The Ballad of Buster Scruggs (Joel Coen and Ethan Coen, 2018)

The Ballad of Buster Scruggs
Tim Blake Nelson in the title segment of The Ballad of Buster Scruggs
Buster Scruggs: Tim Blake Nelson
The Kid: Willie Watson
Curly Joe: Clancy Brown
Curly Joe's Brother: Danny McCarthy
Frenchman: David Krumholtz

Near Algodones
James Franco in the "Near Algodones" segment of The Ballad of Buster Scruggs
Cowboy: James Franco
Teller: Stephen Root
Posse Leader: Ralph Ineson
Drover: Jesse Luken

Meal Ticket
Liam Neeson in the "Meal Ticket" segment of The Ballad of Buster Scruggs
Impresario: Liam Neeson 
Artist: Harry Melling 
Bawd: Jiji Hise 
Chicken Impresario: Paul Rae

All Gold Canyon
Tom Waits in the "All Gold Canyon" segment of The Ballad of Buster Scruggs
Prospector: Tom Waits
Young Man: Sam Dillon


The Gal Who Got Rattled
Grainger Hines in "The Gal Who Got Rattled" segment of The Ballad of Buster Scruggs
Billy Knapp: Bill Heck
Alice Longabaugh: Zoe Kazan
Mr.
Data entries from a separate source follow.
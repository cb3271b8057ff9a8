//! 控制台日志辅助。

#[cfg(target_arch = "wasm32")]
pub fn log(message: &str) {
    web_sys::console::log_1(&message.into());
}

#[cfg(not(target_arch = "wasm32"))]
pub fn log(message: &str) {
    eprintln!("{message}");
}
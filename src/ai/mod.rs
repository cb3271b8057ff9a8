//! 对手 AI 模块（极小极大搜索、策略权重、协作中止）。

pub mod agent;

pub use agent::{
    run_ai_turn, AbortFlag, AiAgent, AiConfig, AiDecision, AiDifficulty, AiStrategy, EngineAction,
};
use std::rc::Rc;

use rand::rngs::SmallRng;
use rand::seq::SliceRandom;
use rand::SeedableRng;
use serde::{Deserialize, Serialize};

use crate::utils;

use super::combat::{self, MatchOutcome};
use super::content::{
    builtin_content, AbilityDef, CardCategory, CardDefinition, CardId, ContentSource, DeckEntry,
};
use super::effects::{
    self, AbilityContext, AbilityTrigger, CounterKind, EffectKind, StateDelta, TargetRef,
    TrapTrigger,
};
use super::leveling;
use super::state::{
    BattlePosition, MatchEvent, MatchOptions, MatchState, PlayerId, PlayerState, Unit,
    BATTLEFIELD_SLOTS, BUFF_SLOTS, INITIAL_HAND_SIZE, TRAP_SLOTS,
};

/// 集成故障：调用方误用，向上传播而不是就地恢复。
/// 规则层面的拒绝（资源不足、无效槽位等）以布尔值报告，不走这里。
#[derive(Debug, Clone, Serialize, Deserialize, PartialEq, Eq)]
#[serde(tag = "type")]
pub enum MatchFault {
    NotStarted,
    UnknownCard { card_id: CardId },
}

/// 攻击目标：对方单位槽位或对方玩家本体。
#[derive(Debug, Clone, Copy, Serialize, Deserialize, PartialEq, Eq)]
#[serde(tag = "type")]
pub enum AttackTarget {
    Unit { slot: usize },
    Player,
}

/// 一次入口调用的结算记录：展示层据此逐步播放。
#[derive(Debug, Clone, Serialize, Deserialize, PartialEq)]
pub struct TurnResolution {
    pub accepted: bool,
    pub state: MatchState,
    #[serde(default, skip_serializing_if = "Vec::is_empty")]
    pub events: Vec<MatchEvent>,
    #[serde(default, skip_serializing_if = "Option::is_none")]
    pub outcome: Option<MatchOutcome>,
}

/// 对局开始前查询得到空状态标记。
#[derive(Debug, Clone, Serialize, Deserialize, PartialEq)]
#[serde(tag = "type")]
pub enum EngineSnapshot {
    Idle,
    Active { state: MatchState },
}

enum TurnBoundary {
    Start,
    End,
}

/// 对局引擎：权威状态的唯一持有者与修改者。
/// 内容源注入，替换内容数据不需要改动引擎。
pub struct MatchEngine {
    content: Rc<dyn ContentSource>,
    state: Option<MatchState>,
}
Arthur: Grainger Hines
Gilbert Longabaugh: Jefferson Mays


The Mortal Remains
Jonjo O'Neill and Brendan Gleeson in "The Mortal Remains" segment of The Ballad of Buster Scruggs
Englishman: Jonjo O'Neill
Irishman: Brendan Gleeson
Frenchman: Saul Rubinek
Lady: Tyne Daly
Trapper: Chelcie Ross

Director: Joel Coen, Ethan Coen
Screenplay: Joel Coen, Ethan Coen
"All Gold Canyon" segment based on a story by Jack London, "The Gal Who Got Rattled" segment based on a story by Stewart Edward White
Cinematography: Bruno Delbonnel
Production design: Jess Gonchor
Film editing: Joel Coen, Ethan Coen
Music: Carter Burwell

Are the Coen brothers the most "American" of filmmakers? That thought occurred to me once before in commenting on No Country for Old Men (2007) and the way it and others among their major movies seemed to form "an American collage." And the six short films collected into The Ballad of Buster Scruggs only reinforce the idea: Not only are the six set in the central period of the American myth, the Old West, but they also evoke major American writers like Edgar Allan Poe, Mark Twain, and William Faulkner, as well as the two chroniclers of the vanishing American wilderness cited as sources for the segments "All Gold Canyon" and "The Gal Who Got Rattled," Jack London and Stewart Edward White. It's a very "literary" film whose characters often don't just talk, they orate, in florid 19th-century diction. And it's a film based in that very American folk genre, the tall tale. Those who task the Coens with cynicism and coldness will find ammunition in all of these short films for their argument: Every good deed or noble intention in these stories gets thwarted or maimed. There's probably no crueler story on film than the "Meal Ticket" segment. And yet, we treasure Poe and Twain and Faulkner for their frequent heartlessness, praising their ironic vision. Is it that we expect more warmth from our movies than from our literature? As a genre, the anthology film has gone out of favor, largely because so many of them are uneven in quality, and while it's easy to rank the segments of The Ballad of Buster Scruggs -- I would put "The Gal Who Got Rattled" at the top and "Near Algodones" at the bottom -- the Coens have a unifying vision that makes each segment play off of the others, the way short stories in an anthology by Alice Munro or George Saunders set up reverberations among themselves.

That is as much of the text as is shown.